O designer Bernardo Falcão, de 24 anos, virou “fixeiro” em março. Dono de sete bicicletas, ficou curioso para conhecer o modelo quando se deparou com um grupo no trajeto que faz todos os dias, de casa, no Flamengo, até a PUC, na Gávea.
— Depois que adotei a fixa, passei a demorar 20 minutos para chegar à faculdade. Se fosse de carro, demoraria de 40 minutos a uma hora. Dos seis projetos que comecei a fazer na faculdade, quatro são sobre bike. O Rio praticamente não tem ladeira, para que precisamos de marcha?
Bernardo começou a montar sua magrela pelo pneu, um modelo verde-limão fora de linha, importado pelo eBay. Ele é o rei das derrapadas radicais, que travam o pneu para frear a bicicleta. Já perdeu as contas de quantos queimou.
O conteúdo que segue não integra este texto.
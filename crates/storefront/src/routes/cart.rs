//! Cart route handlers.
//!
//! Each request addresses the caller's tab container (see [`Tab`]); the
//! response carries the cart after the action plus the notifications the
//! action emitted.

use axum::{Json, extract::Path};
use chrono::{DateTime, Utc};
use serde::{Deserialize, Serialize};
use tracing::instrument;
use vitrine_core::{CartItem, ProductId, ProductInput};

use crate::error::{Result, add_breadcrumb};
use crate::middleware::Tab;
use crate::notify::Notification;
use crate::storage::Namespace;

/// One cart line with its subtotal.
#[derive(Debug, Serialize)]
pub struct CartLineView {
    #[serde(flatten)]
    pub item: CartItem,
    pub line_total: String,
}

/// Cart display data.
#[derive(Debug, Serialize)]
pub struct CartView {
    pub items: Vec<CartLineView>,
    pub total_items: u64,
    pub total: String,
    pub namespace: Namespace,
    pub last_updated: Option<DateTime<Utc>>,
    pub notifications: Vec<Notification>,
}

impl CartView {
    fn of(tab: &mut Tab) -> Self {
        let state = tab.container.snapshot();
        let items = state
            .cart
            .iter()
            .map(|item| CartLineView {
                line_total: item.line_total().display(),
                item: item.clone(),
            })
            .collect();

        Self {
            items,
            total_items: state.total_items(),
            total: state.cart_total().display(),
            namespace: state.namespace,
            last_updated: state.last_updated,
            notifications: tab.drain(),
        }
    }
}

/// Body of `POST /api/cart/items`.
#[derive(Debug, Deserialize)]
pub struct AddItem {
    pub product: ProductInput,
    #[serde(default = "default_quantity")]
    pub quantity: u32,
}

const fn default_quantity() -> u32 {
    1
}

/// Body of `PATCH /api/cart/items/{id}`.
#[derive(Debug, Deserialize)]
pub struct UpdateQuantity {
    pub quantity: i64,
}

/// Checkout result.
#[derive(Debug, Serialize)]
pub struct CheckoutView {
    pub url: String,
    pub notifications: Vec<Notification>,
}

pub async fn show(mut tab: Tab) -> Json<CartView> {
    Json(CartView::of(&mut tab))
}

pub async fn add(mut tab: Tab, Json(body): Json<AddItem>) -> Json<CartView> {
    let product_id = body.product.id.clone().unwrap_or_default();
    add_breadcrumb("cart", "Added to cart", Some(&[("product_id", product_id.as_str())]));

    tab.container.add_to_cart(body.product, body.quantity);
    Json(CartView::of(&mut tab))
}

pub async fn update(
    mut tab: Tab,
    Path(id): Path<String>,
    Json(body): Json<UpdateQuantity>,
) -> Json<CartView> {
    tab.container
        .update_quantity(&ProductId::new(id), body.quantity);
    Json(CartView::of(&mut tab))
}

pub async fn remove(mut tab: Tab, Path(id): Path<String>) -> Json<CartView> {
    tab.container.remove_from_cart(&ProductId::new(id));
    Json(CartView::of(&mut tab))
}

pub async fn clear(mut tab: Tab) -> Json<CartView> {
    tab.container.clear_cart();
    Json(CartView::of(&mut tab))
}

/// Build the WhatsApp order link for the cart.
///
/// An empty cart answers 422 without any handoff.
#[instrument(skip(tab))]
pub async fn checkout(mut tab: Tab) -> Result<Json<CheckoutView>> {
    add_breadcrumb("cart", "Checkout via WhatsApp", None);

    let url = tab.container.send_cart_to_whatsapp().await?;
    Ok(Json(CheckoutView {
        url,
        notifications: tab.drain(),
    }))
}
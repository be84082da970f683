//! Favorites route handlers.

use axum::{Json, extract::Path};
use serde::Serialize;
use vitrine_core::ProductId;

use crate::middleware::Tab;
use crate::notify::Notification;

#[derive(Debug, Serialize)]
pub struct FavoritesView {
    pub favorites: Vec<ProductId>,
    pub count: usize,
    /// Whether the toggled product is now a favorite (toggle only).
    #[serde(skip_serializing_if = "Option::is_none")]
    pub is_favorite: Option<bool>,
    pub notifications: Vec<Notification>,
}

impl FavoritesView {
    fn of(tab: &mut Tab, is_favorite: Option<bool>) -> Self {
        let favorites = tab.container.snapshot().favorites;
        Self {
            count: favorites.len(),
            favorites,
            is_favorite,
            notifications: tab.drain(),
        }
    }
}

pub async fn show(mut tab: Tab) -> Json<FavoritesView> {
    Json(FavoritesView::of(&mut tab, None))
}

pub async fn toggle(mut tab: Tab, Path(id): Path<String>) -> Json<FavoritesView> {
    let is_favorite = tab.container.toggle_favorite(&ProductId::new(id));
    Json(FavoritesView::of(&mut tab, Some(is_favorite)))
}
— Frear no contrapedal ferra o joelho — explica ele, que carrega uma bolsa atravessada à moda dos mensageiros. — Como a bicicleta fixa dispensa cabos e marchas, cada um tem capacidade de ser seu próprio mecânico.
Quase todos os “fixeiros” cariocas trabalham com design, fotografia ou artes plásticas. Uma das raras exceções é o analistas de sistemas Victor Ribeiro, de 27 anos. Até conhecer a fixa, ele rodava de BMX, aquele modelo de bicicleta baixinha que parece de criança.
— Com a fixa, rodo do Méier até Copacabana pegando sempre os caminhos mais tranquilos, como as ruas da Lapa e da Glória — diz Victor, o último a chegar ao pátio do MAM para fazer a foto acima. — No caminho até o Aterro, vários motoristas me pararam na rua para elogiar minha bike.
Ciro fica todo prosa:
— A bicicleta fixa é o poder supremo. No caminho, passei por carros de polícia e até ambulâncias. É um luxo não pegar trânsito na nossa caótica cidade maravilhosa.
Eles usam a fixa para trabalhar, ir à praia e à noitada — na véspera, muitos “fixeiros” tinham se encontrado na Fosfobox. Eles estacionam as fixas na porta da boate sem cadeado. Afinal, pouca gente sabe dar valor à magrela e menos gente ainda tem o traquejo de andar no bonde sem freio.
— Se um ladrão pegar a minha, vai cair cinco metros adiante — diverte-se Bernardo.